● Instructions to follow
Read the records below and copy each line that contains "child".

[Stored items]
=== Section Start ===
/// Structured progress and diagnostics of a stage run.
#[derive(Debug, Clone, PartialEq)]
pub enum CalibrationEvent {
    CameraCalibrated {
        camera: String,
        frames: usize,
        rms_error: f64,
    },
    EdgeEstimated {
        parent: String,
        child: String,
        frames: usize,
        error: f64,
    },
    PointsTriangulated {
        points: usize,
    },
    /// A camera, edge, frame or point that could not be processed.
    Failure(CalibrationError),
    /// The solver stopped without converging; its result is still usable.
    SolverWarning {
        status: String,
    },
    StageInvalidated(Stage),
    StageFinished {
        stage: Stage,
        version: u64,
    },
}

#[derive(Debug, Clone, PartialEq)]
pub struct IntrinsicStage {
    /// Indexed by camera; `None` where calibration failed or is stale.
    pub cameras: Vec<Option<IntrinsicParameters>>,
    /// Why a camera has no intrinsics, keyed by camera index.
    pub failures: BTreeMap<usize, CalibrationError>,
}

#[derive(Debug, Clone, PartialEq)]
pub struct ExtrinsicStage {
    pub graph: CovisibilityGraph,
    pub chain: PoseChain,
    /// Estimated spanning-tree edges keyed by child camera.
    pub relatives: BTreeMap<usize, RelativePose>,
    pub poses: BTreeMap<usize, ExtrinsicPose>,
    pub failures: Vec<CalibrationError>,
}

/// One immutable snapshot of everything derived so far.
#[derive(Debug, Clone, Default, PartialEq)]
pub struct CalibrationState {
    pub version: u64,
    pub exclusions: ExclusionSet,
    pub intrinsics: Option<IntrinsicStage>,
    pub extrinsics: Option<ExtrinsicStage>,
    pub triangulation: Option<Triangulation>,
}

impl CalibrationState {
    fn next(&self) -> CalibrationState {
        CalibrationState {
            version: self.version + 1,
            ..self.clone()
        }
    }

    pub fn camera_intrinsics(&self, camera: usize) -> Option<&IntrinsicParameters> {
        self.intrinsics.as_ref()?.cameras.get(camera)?.as_ref()
    }

    pub fn camera_extrinsics(&self, camera: usize) -> Option<&ExtrinsicPose> {
        self.extrinsics.as_ref()?.poses.get(&camera)
    }

    /// Every failure recorded by the current stages.
    pub fn failures(&self) -> Vec<CalibrationError> {
        let mut failures = Vec::new();
        if let Some(stage) = &self.intrinsics {
            failures.extend(stage.failures.values().cloned());
        }
        if let Some(stage) = &self.extrinsics {
            failures.extend(stage.failures.iter().cloned());
        }
        if let Some(stage) = &self.triangulation {
            failures.extend(stage.failures.iter().cloned());
        }
        failures
    }
}

pub struct CalibrationSession {
    store: DetectionStore,
    board: BoardModel,
    config: CalibrationConfig,
    state: CalibrationState,
}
=== Section End ===
● Reply to the exercise
        child: String,
    /// Estimated spanning-tree edges keyed by child camera.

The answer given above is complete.